My overly simplistic reading is something like 'rescue what good you can from a horrible situation' or 'eat desert as a coping mechanism' (I'm speaking as someone who ate half a leftover birthday cake yesterday.) They wont get me a PhD in Film Studies but hopefully They're will buy me a few lines here. I don't know why I just read this paragraph back in a Meg Ryan 'You've Got Mail' voice... 


Some of my recent Cannoli's are the American poets: Robert Lowell, Richard Wilbur, and William H. Matchett. I can't pretend that I fully understand them but I find that when I read any one of them I get that tingly/excited 'I should write a poem!' feeling, often quickly followed by that tired/blank page 'I should go to bed now..' feeling. Maybe it's not necessary to make your own Cannoli..
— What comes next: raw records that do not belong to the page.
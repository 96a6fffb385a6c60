use engine::GameRules;
use generational_arena::Index;

use crate::builder::BuildStrategy;
use crate::bulk_simulator::BulkSimulator;
use crate::selector::Selector;
use crate::tree::Tree;

/// One MCTS iteration: descend to a leaf with the selector, expand it
/// against the rules collaborator, simulate the expansion result and
/// backpropagate.
pub struct TreeBuilder<SEL, SIM> {
    selector: SEL,
    simulator: SIM,
}

impl<SEL, SIM> TreeBuilder<SEL, SIM> {
    pub fn new(selector: SEL, simulator: SIM) -> Self {
        Self {
            selector,
            simulator,
        }
    }

    fn select_leaf<M, B>(&self, tree: &Tree<M, B>) -> Index
    where
        SEL: Selector<M, B>,
    {
        let mut current = tree.root();

        loop {
            let children = tree.node(current).children();
            if children.is_empty() {
                return current;
            }

            match self.selector.select(tree, children) {
                Some(next) => current = next,
                None => return current,
            }
        }
    }

    /// Materializes the leaf's children from the legal moves. A leaf that
    /// has never been visited, or whose position is already decided, is
    /// not expanded; the leaf itself is handed to the simulator.
    fn expand<E>(&self, rules: &E, tree: &mut Tree<E::Move, E::Board>, leaf: Index) -> Vec<Index>
    where
        E: GameRules,
    {
        if tree.node(leaf).state().game_count() == 0 {
            return vec![leaf];
        }

        let (mov, board) = {
            let node = tree.node(leaf);
            (node.mov().clone(), node.board().clone())
        };

        match rules.legal_moves(&board, &mov) {
            Err(_) => vec![leaf],
            Ok(moves) if moves.is_empty() => vec![leaf],
            Ok(moves) => moves
                .into_iter()
                .map(|mov| {
                    let next = rules.apply_move(&board, &mov);
                    tree.add_child(leaf, mov, next)
                })
                .collect(),
        }
    }
}

impl<E, SEL, SIM> BuildStrategy<E> for TreeBuilder<SEL, SIM>
where
    E: GameRules,
    SEL: Selector<E::Move, E::Board>,
    SIM: BulkSimulator<E>,
{
    fn pass(&self, rules: &E, tree: &mut Tree<E::Move, E::Board>) {
        let leaf = self.select_leaf(tree);
        let expanded = self.expand(rules, tree, leaf);
        let results = self.simulator.simulate_expansion(rules, tree, &expanded);

        for (index, state) in results {
            // One inversion re-expresses the rollout from the parent's
            // viewpoint; update_state inverts again at every ply above.
            tree.update_state(index, state.invert());
        }
    }
}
And yet! I always come back for another go. I love Lowell's poem 'Waking Early Sunday Morning', maybe just for the noise and energy of it:


O to break loose, like the chinook
salmon jumping and falling back,
nosing up to the impossible
stone and bone-crushing waterfall-
raw-jawed, weak-fleshed there, stopped by ten
steps of the roaring ladder, and then
to clear the top on the last try,
alive enough to spawn and die.

Stop, back off. the Salmon breaks
water, and now my body wakes
to feel the unpolluted joy
and criminal leisure of a boy-
no rainbow smashing a dry fly
in the white run is free as I,
here squatting like a dragon on
time's hoard before the day's begun!

(And so on..)

Robert Lowell and some books

I chanced upon a video of Lowell reading from his poem 'Water', from sometime in the 50s I think.  'Water' seemed to fit into my general over-arching watery/flowy/constant movement theme. It was a bit of a call back to the Anais Nin interview which appears earlier in the audio. 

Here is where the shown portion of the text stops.